Topology Optimization Using Multiple-Possibility Fusion for Vasculature Extraction

Vascular centerline extraction from angiography images plays an important role in computer-aided diagnosis of vascular disease. To solve the common problems related to noise and inconsistent vasculatures from uneven perfusion, this paper proposes an automatic framework for accurate vascular centerline extraction from angiograms that uses multi-probability fusion-based topology optimization. In this framework, vascular region is first segmented using a learning-based method. Then, initial centerlines are obtained by applying iterative filtering operation and multi-direction indexed non-maximum suppression. Topology optimization is achieved by gap filling. A connection probability map is constructed utilizing the information of initial centerlines, texture, and orientation of vasculatures. Shortest path tracking is employed to search for optimal connections around gaps in the initial centerlines. The proposed framework is evaluated using simulative and clinical coronary angiographies.
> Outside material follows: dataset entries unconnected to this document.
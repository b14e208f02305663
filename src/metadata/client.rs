//! The DataHub catalog client.

use serde::de::DeserializeOwned;
use serde_json::Value;

use crate::clients::graphql::{GraphqlError, GraphqlRequest, GraphqlTransport, HttpTransport};
use crate::config::{AccessToken, DataHubConfig, GraphqlEndpoint};
use crate::error::ConfigError;
use crate::metadata::DataHubError;

/// Client for DataHub's GraphQL API.
///
/// Each catalog operation builds one fixed GraphQL document plus its
/// variables and hands it to the transport: one call, one round trip. There
/// is no caching, retrying or pagination looping.
///
/// The transport is a type parameter so tests and special deployments can
/// substitute their own; [`HttpTransport`] is the default.
///
/// # Thread Safety
///
/// `DataHubClient` is `Send + Sync` whenever its transport is, which holds
/// for [`HttpTransport`]. Concurrent calls share only the immutable
/// connection settings.
///
/// # Example
///
/// ```rust,ignore
/// use datahub_edp::DataHubClient;
///
/// let client = DataHubClient::connect(
///     "https://datahub.example.com/api/graphql",
///     "my-token",
///     true,
/// )?;
///
/// let page = client.list_ingestion_sources(0, 100).await?;
/// for source in page.ingestion_sources {
///     println!("{} ({})", source.name, source.urn);
/// }
/// ```
#[derive(Debug)]
pub struct DataHubClient<T = HttpTransport> {
    transport: T,
}

// Verify DataHubClient is Send + Sync at compile time
const _: fn() = || {
    const fn assert_send_sync<T: Send + Sync>() {}
    assert_send_sync::<DataHubClient>();
};

impl DataHubClient<HttpTransport> {
    /// Creates a client that talks HTTP to the configured endpoint.
    ///
    /// # Errors
    ///
    /// Returns [`ConfigError::HttpClientBuild`] if the HTTP client cannot be
    /// created.
    pub fn new(config: &DataHubConfig) -> Result<Self, ConfigError> {
        Ok(Self::with_transport(HttpTransport::new(config)?))
    }

    /// Creates a client from a base URL, a bearer token and a TLS flag.
    ///
    /// # Errors
    ///
    /// Returns [`ConfigError`] if the URL or token is invalid, or the HTTP
    /// client cannot be created.
    pub fn connect(base_url: &str, token: &str, verify_tls: bool) -> Result<Self, ConfigError> {
        let config = DataHubConfig::builder()
            .endpoint(GraphqlEndpoint::new(base_url)?)
            .token(AccessToken::new(token)?)
            .verify_tls(verify_tls)
            .build()?;
        Self::new(&config)
    }
}

impl<T: GraphqlTransport> DataHubClient<T> {
    /// Creates a client over an arbitrary transport.
    #[must_use]
    pub const fn with_transport(transport: T) -> Self {
        Self { transport }
    }

    /// Returns the transport.
    #[must_use]
    pub const fn transport(&self) -> &T {
        &self.transport
    }

    /// Executes an arbitrary request and returns the response's `data`.
    ///
    /// This is the primitive every typed operation is built on.
    ///
    /// # Errors
    ///
    /// Returns [`DataHubError::RequestFailed`] if the round trip fails.
    pub async fn execute(&self, request: &GraphqlRequest) -> Result<Value, DataHubError> {
        tracing::debug!(
            "Dispatching DataHub operation {}",
            request.operation_name.as_deref().unwrap_or("<anonymous>")
        );
        Ok(self.transport.execute(request).await?)
    }

    /// Executes a request and decodes one top-level field of the result.
    ///
    /// An absent field decodes as `null`, so nullable results should use
    /// `Option<_>`.
    pub(crate) async fn fetch<R: DeserializeOwned>(
        &self,
        request: GraphqlRequest,
        field: &'static str,
    ) -> Result<R, DataHubError> {
        let mut data = self.execute(&request).await?;
        let value = data.get_mut(field).map_or(Value::Null, Value::take);
        serde_json::from_value(value).map_err(|source| {
            GraphqlError::UnexpectedResponse {
                field: field.to_string(),
                source,
            }
            .into()
        })
    }
}

#[cfg(test)]
mod tests {
    use super::*;
    use async_trait::async_trait;
    use serde_json::json;

    struct FixedTransport(Value);

    #[async_trait]
    impl GraphqlTransport for FixedTransport {
        async fn execute(&self, _request: &GraphqlRequest) -> Result<Value, GraphqlError> {
            Ok(self.0.clone())
        }
    }

    #[test]
    fn test_connect_rejects_invalid_url() {
        let result = DataHubClient::connect("not a url", "token", true);
        assert!(matches!(result, Err(ConfigError::InvalidEndpoint { .. })));
    }

    #[test]
    fn test_connect_rejects_empty_token() {
        let result = DataHubClient::connect("https://datahub.example.com/api/graphql", "", true);
        assert!(matches!(result, Err(ConfigError::EmptyAccessToken)));
    }

    #[test]
    fn test_connect_builds_bearer_header() {
        let client =
            DataHubClient::connect("https://datahub.example.com/api/graphql", "abc", false).unwrap();
        assert_eq!(
            client
                .transport()
                .http_client()
                .default_headers()
                .get("Authorization"),
            Some(&"Bearer abc".to_string())
        );
    }

    #[tokio::test]
    async fn test_fetch_decodes_named_field() {
        let client = DataHubClient::with_transport(FixedTransport(json!({ "createTag": "urn:li:tag:x" })));
        let urn: String = client
            .fetch(GraphqlRequest::new("mutation { x }"), "createTag")
            .await
            .unwrap();
        assert_eq!(urn, "urn:li:tag:x");
    }

    #[tokio::test]
    async fn test_fetch_missing_field_is_none_for_optional() {
        let client = DataHubClient::with_transport(FixedTransport(json!({})));
        let value: Option<String> = client
            .fetch(GraphqlRequest::new("{ x }"), "tag")
            .await
            .unwrap();
        assert!(value.is_none());
    }

    #[tokio::test]
    async fn test_fetch_reports_shape_mismatch() {
        let client = DataHubClient::with_transport(FixedTransport(json!({ "deleteTag": "yes" })));
        let result: Result<bool, _> = client
            .fetch(GraphqlRequest::new("mutation { x }"), "deleteTag")
            .await;

        match result {
            Err(DataHubError::RequestFailed(GraphqlError::UnexpectedResponse { field, .. })) => {
                assert_eq!(field, "deleteTag");
            }
            other => panic!("expected UnexpectedResponse, got {other:?}"),
        }
    }
}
The experimental results demonstrate that the proposed method can extract centerlines with F1 score of 97.28% ± 1.2% for vasculatures in 12 clinical angiographic images. It is evident that the proposed method can extract complete and accurate vascular centerlines from angiograms and can be used to repair gaps in other filamentary structures, such as roads and retinal blood vessels. This endows our method a great potential in the analysis of filamentary structures.